How to set up a complete foot safety protection program including selection, fit testing, training, maintenance and inspection.
The U.S. industrial market for safety shoes and boots, rubber or plastic boots, and foot and leg guards is estimated at nearly $1 billion. Approximately $70 is spent per employee on foot protection per year. To be sure, industry is doing a lot - and spending a lot - to help prevent foot injuries, to say nothing of slips and falls.
On the flip side, according to the National Safety Council, in 1997 there were 180,000 foot-related workplace injuries. That's 400 cases a day at an estimated $6,000 per incident. A Bureau of Labor Statistics study of foot injuries found 75 percent of the accidents occurred when workers were not in compliance.
A more programmed approach to making foot protection purchases - one that focuses as much on comfort, durability and anti-slip protection as it does on bottom-line pricing - might reduce industry's investment in foot protection while reducing worker injuries. The following checklist outlines steps required to make an informed purchase, including rules, choices, motivation factors and industry trends in foot protection.
1. Understand the rules.
The purpose of a programmed approach to foot protection is to bring your workplace up to specs, to keep your employees safe, to lower your cost of compliance and to provide a convenient way for business owners to stay legal. The emphasis should be "compliance and beyond."

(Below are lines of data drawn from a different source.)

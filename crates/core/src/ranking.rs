//! Ordering and display projection of the leaderboard.

use serde::Serialize;

use crate::entry::Entry;
use crate::types::Bounty;

/// Scale used for gold bars when the board is empty.
pub const EMPTY_BOARD_MAX_BOUNTY: Bounty = 100;

/// Podium tier for the top three ranks.
#[derive(Debug, Clone, Copy, PartialEq, Eq, Serialize)]
#[serde(rename_all = "lowercase")]
pub enum Podium {
    Gold,
    Silver,
    Bronze,
}

impl Podium {
    /// Tier for a 1-based rank, if it is on the podium.
    pub fn for_rank(rank: usize) -> Option<Self> {
        match rank {
            1 => Some(Self::Gold),
            2 => Some(Self::Silver),
            3 => Some(Self::Bronze),
            _ => None,
        }
    }
}

/// Sort a snapshot by bounty, highest first.
///
/// The sort is stable: equal bounties keep the order in which the store
/// delivered them.
pub fn rank_by_bounty(entries: &[Entry]) -> Vec<Entry> {
    let mut ranked = entries.to_vec();
    ranked.sort_by(|a, b| b.bounty.cmp(&a.bounty));
    ranked
}

/// Highest bounty in the set, used to scale gold bars.
pub fn max_bounty(entries: &[Entry]) -> Bounty {
    entries
        .iter()
        .map(|e| e.bounty)
        .max()
        .unwrap_or(EMPTY_BOARD_MAX_BOUNTY)
}

/// Fraction of the gold bar to fill, in `0.0..=1.0`.
pub fn gold_fill(value: Bounty, max: Bounty) -> f64 {
    if max == 0 {
        return 0.0;
    }
    (value as f64 / max as f64).min(1.0)
}

/// One card of the displayed board.
///
/// Position comes from the debounced ranking; `entry` carries the live
/// record so the amount shown is always current even before the next
/// re-sort.
#[derive(Debug, Clone, PartialEq, Serialize)]
#[serde(rename_all = "camelCase")]
pub struct BoardCard {
    pub rank: usize,
    pub podium: Option<Podium>,
    pub entry: Entry,
    pub fill: f64,
}

/// Pair each ranked snapshot with the live record of the same id.
///
/// Entries that vanished from the live set since the last sort fall back
/// to their snapshot until the next ranking drops them.
pub fn build_cards(ranked: &[Entry], live: &[Entry]) -> Vec<BoardCard> {
    let max = max_bounty(live);
    ranked
        .iter()
        .enumerate()
        .map(|(i, snapshot)| {
            let entry = live
                .iter()
                .find(|e| e.id == snapshot.id)
                .unwrap_or(snapshot)
                .clone();
            let rank = i + 1;
            BoardCard {
                rank,
                podium: Podium::for_rank(rank),
                fill: gold_fill(entry.bounty, max),
                entry,
            }
        })
        .collect()
}
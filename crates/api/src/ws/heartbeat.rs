use std::sync::Arc;
use std::time::Duration;

use tokio_util::sync::CancellationToken;

use crate::ws::manager::WsManager;

/// Interval between heartbeat pings.
pub const HEARTBEAT_INTERVAL: Duration = Duration::from_secs(30);

/// Spawn a task that pings every connected client until `cancel` fires.
pub fn start_heartbeat(
    ws_manager: Arc<WsManager>,
    cancel: CancellationToken,
) -> tokio::task::JoinHandle<()> {
    tokio::spawn(async move {
        let mut interval = tokio::time::interval(HEARTBEAT_INTERVAL);
        loop {
            tokio::select! {
                () = cancel.cancelled() => break,
                _ = interval.tick() => {
                    let count = ws_manager.connection_count().await;
                    tracing::debug!(count, "WebSocket heartbeat ping");
                    ws_manager.ping_all().await;
                }
            }
        }
        tracing::debug!("Heartbeat stopped");
    })
}
//! Shared application router builder.
//!
//! Both the binary and the integration tests build their router here so
//! they run the same middleware stack.

use std::time::Duration;

use axum::http::header::{AUTHORIZATION, CONTENT_TYPE};
use axum::http::{HeaderName, HeaderValue, Method, StatusCode};
use axum::Router;
use tower_http::catch_panic::CatchPanicLayer;
use tower_http::cors::CorsLayer;
use tower_http::request_id::{MakeRequestUuid, PropagateRequestIdLayer, SetRequestIdLayer};
use tower_http::timeout::TimeoutLayer;
use tower_http::trace::{DefaultMakeSpan, DefaultOnResponse, TraceLayer};
use tracing::Level;

use crate::config::{ConfigError, ServerConfig};
use crate::routes;
use crate::state::AppState;

/// Build the full application [`Router`] with all middleware layers.
pub fn build_app_router(state: AppState, config: &ServerConfig) -> Router {
    let app = Router::new()
        .merge(routes::board::router())
        // Health check at root level (not under /api/v1).
        .merge(routes::health::router())
        .nest("/api/v1", routes::api_routes())
        .with_state(state);

    with_middleware(app, config)
}

/// Build the setup-mode [`Router`]: every path answers 503.
pub fn build_setup_router(problem: &ConfigError, config: &ServerConfig) -> Router {
    with_middleware(routes::setup::router(problem), config)
}

/// The middleware stack is applied bottom-up:
///
/// 1. CORS
/// 2. Set request ID on incoming requests
/// 3. Structured request/response tracing
/// 4. Propagate request ID to response
/// 5. Request timeout
/// 6. Panic recovery
fn with_middleware(app: Router, config: &ServerConfig) -> Router {
    let request_id_header = HeaderName::from_static("x-request-id");

    app.layer(CatchPanicLayer::new())
        .layer(TimeoutLayer::with_status_code(
            StatusCode::REQUEST_TIMEOUT,
            Duration::from_secs(config.request_timeout_secs),
        ))
        .layer(PropagateRequestIdLayer::new(request_id_header.clone()))
        .layer(
            TraceLayer::new_for_http()
                .make_span_with(DefaultMakeSpan::new().level(Level::INFO))
                .on_response(DefaultOnResponse::new().level(Level::INFO)),
        )
        .layer(SetRequestIdLayer::new(request_id_header, MakeRequestUuid))
        .layer(build_cors_layer(config))
}

/// Build the CORS layer. Origins are validated when the config loads;
/// anything unparseable here is skipped.
pub fn build_cors_layer(config: &ServerConfig) -> CorsLayer {
    let origins: Vec<HeaderValue> = config
        .cors_origins
        .iter()
        .filter_map(|o| o.parse().ok())
        .collect();

    CorsLayer::new()
        .allow_origin(origins)
        .allow_methods([Method::GET, Method::POST, Method::PUT, Method::DELETE])
        .allow_headers([CONTENT_TYPE, AUTHORIZATION])
        .allow_credentials(true)
        .max_age(Duration::from_secs(3600))
}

To begin, understand the "big three" federal safety regulations for foot protection:
- 1. OSHA 1910.132 (d) - hazard assessment within your plant environment;
- 2. OSHA 1910.136 - occupational foot protection, general requirements; and
- 3. OSHA 1910.132 (f) a, iv, v - employee training and fitting for protective footwear compliance.
There are other, more specific regulations (see box on page 68), but these outline the premise of the programmed approach to safety: learn, comply and teach.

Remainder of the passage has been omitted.